The role of folate in depression has been evaluated extensively. Clinical trials have found that in depressed patients with low serum folate, a daily supplement of Vitamin B-9 alleviated the depression . More recently, there has been evidence that individuals with CFD related to the presence of FRA can have improvement from depression with folate supplementation or use of a Mediterranean diet which increases folate absorption . The observation of a higher rate of depression in autism may indeed be related to folate or a common mechanism where folate is involved. This is consistent with observations that ASD individuals have more severe communication difficulties when they experience elevated levels of stress. Whether folate is related to the mechanism by which this is translated is unknown at this time. However, it may be a useful marker to search for in such cases. We note that the link to diet is also telling, given that autistic people often have a repetitive diet. Such a diet is rarely the healthy Mediterranean diet found to be beneficial, and thus when stressed the autistic person would have no nutritional reserve to draw on, exacerbating communication difficulties.

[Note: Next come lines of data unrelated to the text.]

//! Validation engine
//!
//! Runs a schema's rule pipeline over one value. Each rule sees the value
//! produced by the rules before it; failures are recorded without stopping
//! the pipeline.

pub mod rules;

use serde::Serialize;
use tracing::trace;

use crate::error::{ValidationError, ValidationErrors};
use crate::template::render;
use crate::value::Value;
use rules::{Args, Rule};

/// Result of validating one value: the normalized value plus every failure
#[derive(Debug, Clone, Default, PartialEq, Serialize)]
pub struct Validated {
    pub value: Value,
    pub errors: Vec<ValidationError>,
}

impl Validated {
    /// Create a result from a value and its errors
    pub fn new(value: Value, errors: Vec<ValidationError>) -> Self {
        Self { value, errors }
    }

    /// Whether no rule failed
    pub fn is_valid(&self) -> bool {
        self.errors.is_empty()
    }

    /// Split into the normalized value and the errors
    pub fn into_parts(self) -> (Value, Vec<ValidationError>) {
        (self.value, self.errors)
    }

    /// The normalized value, or every error when any rule failed
    pub fn into_result(self) -> Result<Value, ValidationErrors> {
        if self.errors.is_empty() {
            Ok(self.value)
        } else {
            Err(ValidationErrors::new(self.errors))
        }
    }
}

/// Run `rules` in order over `value`.
///
/// A failure is rendered with the rule's template, or with the failure's own
/// message when the rule has none. The template context holds `label`,
/// `path`, and the current `value`, overlaid by the rule's arguments and then
/// the failure's context. A replacement value becomes current unless it is
/// `Null`.
pub fn run(rules: &[Rule], label: &str, path: &str, value: Value) -> Validated {
    let mut current = value;
    let mut errors = Vec::new();

    for rule in rules {
        let step = rule.apply(path, &current);

        if let Some(failure) = step.failure {
            let template = if rule.message().is_empty() {
                failure.message.as_str()
            } else {
                rule.message()
            };

            let mut context = Args::new();
            context.insert("label".to_string(), Value::from(label));
            context.insert("path".to_string(), Value::from(path));
            context.insert("value".to_string(), current.clone());
            context.extend(rule.args().iter().map(|(k, v)| (k.clone(), v.clone())));
            context.extend(failure.context.iter().map(|(k, v)| (k.clone(), v.clone())));

            trace!(rule = rule.name(), path = path, "rule failed");
            errors.push(ValidationError::new(
                rule.name(),
                path,
                render(template, &context),
            ));
        }

        if let Some(next) = step.value {
            if !next.is_null() {
                current = next;
            }
        }
    }

    Validated::new(current, errors)
}
//! String schema

use regex::Regex;

use super::{impl_schema_builder, size_rule, Schema, SchemaBase};
use crate::engine::rules::{Check, Limit, Measure, PatternCheck, Rule, TransformCheck, TypeCheck};
use crate::engine::Validated;
use crate::error::{Result, SchemaError};
use crate::value::Value;

const BASE: &str = "{{#label}} must be a string";
const MIN: &str = "{{#label}} length must be at least {{#limit}} characters long";
const MAX: &str = "{{#label}} length must be less than or equal to {{#limit}} characters long";
const LENGTH: &str = "{{#label}} length must be {{#limit}} characters long";
const PATTERN: &str = "{{#label}} with value {{#value}} fails to match the required pattern";
const EMAIL: &str = "{{#label}} must be a valid email";
const LOWERCASE: &str = "{{#label}} must be a lowercase string";
const UPPERCASE: &str = "{{#label}} must be an uppercase string";

/// Schema for string values. Lengths count Unicode scalar values.
#[derive(Debug, Clone)]
pub struct StringSchema {
    base: SchemaBase,
}

impl StringSchema {
    pub fn new() -> Self {
        Self::with_message(BASE)
    }

    /// Create with a custom type-mismatch message
    pub fn with_message(template: impl Into<String>) -> Self {
        Self {
            base: SchemaBase::typed(
                Rule::new("string.base", Check::Type(TypeCheck::String)).with_message(template),
            ),
        }
    }

    pub fn min(mut self, limit: usize) -> Self {
        self.base
            .push(size_rule("string.min", Measure::Chars, Limit::Min(limit), MIN));
        self
    }

    pub fn max(mut self, limit: usize) -> Self {
        self.base
            .push(size_rule("string.max", Measure::Chars, Limit::Max(limit), MAX));
        self
    }

    pub fn length(mut self, limit: usize) -> Self {
        self.base
            .push(size_rule("string.length", Measure::Chars, Limit::Exact(limit), LENGTH));
        self
    }

    /// Require a match of `pattern` somewhere in the string
    pub fn pattern(self, pattern: &str) -> Result<Self> {
        let re = Regex::new(pattern).map_err(|e| SchemaError::invalid_pattern(pattern, e))?;
        Ok(self.regex(re))
    }

    /// Like [`pattern`](Self::pattern), with a compiled expression
    pub fn regex(mut self, re: Regex) -> Self {
        let source = re.as_str().to_string();
        self.base.push(
            Rule::new("string.pattern", Check::Pattern(PatternCheck::Regex(re)))
                .with_arg("pattern", source)
                .with_message(PATTERN),
        );
        self
    }

    /// Require an email address; the empty string passes
    pub fn email(mut self) -> Self {
        self.base.push(
            Rule::new("string.email", Check::Pattern(PatternCheck::Email)).with_message(EMAIL),
        );
        self
    }

    /// Strip surrounding whitespace before later rules
    pub fn trim(mut self) -> Self {
        self.base
            .push(Rule::new("string.trim", Check::Transform(TransformCheck::Trim)));
        self
    }

    /// Reject non-lowercase input and lowercase it
    pub fn lowercase(mut self) -> Self {
        self.base.push(
            Rule::new("string.lowercase", Check::Transform(TransformCheck::Lowercase))
                .with_message(LOWERCASE),
        );
        self
    }

    /// Reject non-uppercase input and uppercase it
    pub fn uppercase(mut self) -> Self {
        self.base.push(
            Rule::new("string.uppercase", Check::Transform(TransformCheck::Uppercase))
                .with_message(UPPERCASE),
        );
        self
    }
}

impl_schema_builder!(StringSchema);

impl Schema for StringSchema {
    fn validate_at(&self, value: Value, path: &str) -> Validated {
        self.base.run(value, path)
    }
}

Folate is a key vitamin in neural health. Evidence shows that most autistic people produce the autoantibody FRA, that blocks folate absorption into the brain, resulting in CFD. Stress may exacerbate this deficiency, worsening communication difficulties in ASD. Diets that are rich in natural forms of folate, such as the Mediterranean diet may help alleviate the CFD, and when coupled with reduction in stress may improve communication in autistic people.